● **TASK STATEMENT**
Only the lines from the first line of the material below to the line containing "for (i, particle)", inclusive, should be copied, each exactly as written.

● **TASK MATERIAL**
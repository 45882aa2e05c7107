//! Ambient particle field.
//!
//! Scatters a fixed number of drifting particles at mount. The scatter
//! parameters are random per mount; the drift itself is a CSS animation
//! parameterized by the inline style of each particle, running until the
//! field unmounts.

use dioxus::prelude::*;
use zidiodeck_motion::{ambient, PARTICLE_COUNT};

#[component]
pub fn ParticleField() -> Element {
    let particles = use_hook(|| ambient::scatter(PARTICLE_COUNT, &mut rand::rng()));

    rsx! {
        for (i, particle) in particles.iter().enumerate() {
            div {
                key: "{i}",
                class: "particle",
                style: "{particle.style()}",
            }
        }
    }
}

● **THE COMPLETED TASK**
repository 45882aa2e05c7107
//! Ambient particle field.
//!
//! Scatters a fixed number of drifting particles at mount. The scatter
//! parameters are random per mount; the drift itself is a CSS animation
//! parameterized by the inline style of each particle, running until the
//! field unmounts.

use dioxus::prelude::*;
use zidiodeck_motion::{ambient, PARTICLE_COUNT};

#[component]
pub fn ParticleField() -> Element {
    let particles = use_hook(|| ambient::scatter(PARTICLE_COUNT, &mut rand::rng()));

    rsx! {
        for (i, particle) in particles.iter().enumerate() {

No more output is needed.